ASSASSINATION PATRICK FINUCANE SOLICITOR 1989 - THE BRITISH WILL HOLD A PUBLIC INQUIRY

Updated: Sep 12

There is an inextricable link between Politics (Government) and Policing/Security.

The murder of Pat Finucane underscores this link from the crime itself which reeked of collusion to the decision by a new British Labour Government to order a Public Inquiry.


“Policing is fundamentally a political process, even in circumstances where the police service as an institution is relatively independent of government and accountable to the law. The specific actions of 'the police' as an institution involves the exercise of power, relates to liberty and freedom, and relies upon authority, all of which inevitably raise political questions”. University of Leicester 1998 [1]


Fundamental Questions also arise for the Dublin Government regarding its failure to review the Dublin and Monaghan Bombings and to debate the discredited Smithwick Report.


[1] Scarman Centre for the Study of Public Order 1998 (unpublished)


Pat Finucane was brutally assassinated in front of his family on the 12 February 1989. He was marked out for elimination in a plot hatched by British agents and UDA Gunman Brian Nelson


The fact surrounding his killing are well known and have been publised and written about by many sources. There is no doubt as to the identity and motives of those involved in his killing. Sir John Stevens headed three inquiries into collusion in Northern Ireland involving loyalist agents and British Security assets. His reports have not been published but his own book is very clear on what he encountered, which was collusion and criminality on a grand scale. One honest and professional police officer.

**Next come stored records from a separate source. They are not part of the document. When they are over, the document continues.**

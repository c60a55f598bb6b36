//! Decoding input documents into a `Node` tree.
//!
//! Decoding happens once, before any `ConfigReader` exists. A document that
//! fails to decode is always reported as an error; there is no "empty but
//! usable" fallback.

use crate::error::{GearError, Result};
use crate::tree::Node;
use std::io::{self, Read};
use std::path::Path;
use tracing::debug;

/// Input syntax of a document.
#[derive(Debug, Clone, Copy, PartialEq, Eq)]
pub enum Format {
	Json,
	Toml,
}

impl Format {
	/// Pick a format from a file extension. Anything but `.toml` is JSON.
	pub fn from_path(path: &Path) -> Format {
		match path.extension().and_then(|ext| ext.to_str()) {
			Some(ext) if ext.eq_ignore_ascii_case("toml") => Format::Toml,
			_ => Format::Json,
		}
	}

	pub fn as_str(&self) -> &'static str {
		match self {
			Format::Json => "json",
			Format::Toml => "toml",
		}
	}
}

/// Decode a JSON document from a byte stream.
pub fn decode_json_reader<R: Read>(reader: R) -> Result<Node> {
	let value: serde_json::Value =
		serde_json::from_reader(reader).map_err(|source| GearError::JsonDecodeError { source })?;
	Ok(Node::from(value))
}

/// Decode a JSON document from raw bytes. Invalid UTF-8 is a decode error.
pub fn decode_json_slice(bytes: &[u8]) -> Result<Node> {
	let value: serde_json::Value =
		serde_json::from_slice(bytes).map_err(|source| GearError::JsonDecodeError { source })?;
	Ok(Node::from(value))
}

/// Decode a JSON document from a string.
pub fn decode_json_str(content: &str) -> Result<Node> {
	let value: serde_json::Value =
		serde_json::from_str(content).map_err(|source| GearError::JsonDecodeError { source })?;
	Ok(Node::from(value))
}

/// Decode a TOML document from a string.
pub fn decode_toml_str(content: &str) -> Result<Node> {
	let table: toml::Table =
		toml::from_str(content).map_err(|source| GearError::TomlDecodeError { source })?;
	Ok(Node::from(toml::Value::Table(table)))
}

/// Decode a string in the given format.
pub fn decode_str(content: &str, format: Format) -> Result<Node> {
	match format {
		Format::Json => decode_json_str(content),
		Format::Toml => decode_toml_str(content),
	}
}

/// Read and decode a document file, choosing the format from its extension.
///
/// JSON is decoded from the raw bytes, so bad encoding surfaces as a decode
/// error. TOML must be valid UTF-8 before it is parsed.
pub fn decode_file(path: &Path) -> Result<Node> {
	let bytes = std::fs::read(path).map_err(|source| GearError::ReadError {
		path: path.to_path_buf(),
		source,
	})?;

	let format = Format::from_path(path);
	let tree = match format {
		Format::Json => decode_json_slice(&bytes)?,
		Format::Toml => {
			let content = std::str::from_utf8(&bytes).map_err(|e| GearError::ReadError {
				path: path.to_path_buf(),
				source: io::Error::new(io::ErrorKind::InvalidData, e),
			})?;
			decode_toml_str(content)?
		}
	};
	debug!(
		path = %path.display(),
		format = format.as_str(),
		root = %tree.kind(),
		"decoded document"
	);
	Ok(tree)
}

Obstruction of my inquiries


Throughout my inquiries I recognised that I was being obstructed. This

obstruction was cultural in its nature and widespread within parts of the

army and the RUC. It was only through the efforts of my team that I was able

to identify and arrest Nelson in January 1990. When he was interviewed, it

was discovered that he had been in possession of an “intelligence dump”.


This had been seized by his FRU handlers (Force Research Unit) when my first inquiry had begun,in September 1989. This evidence had been concealed from my team.

There was a clear breach of security before the planned arrest of Nelson and other senior loyalists. Information was leaked to the loyalist paramilitaries and the press. This resulted in the operation being aborted.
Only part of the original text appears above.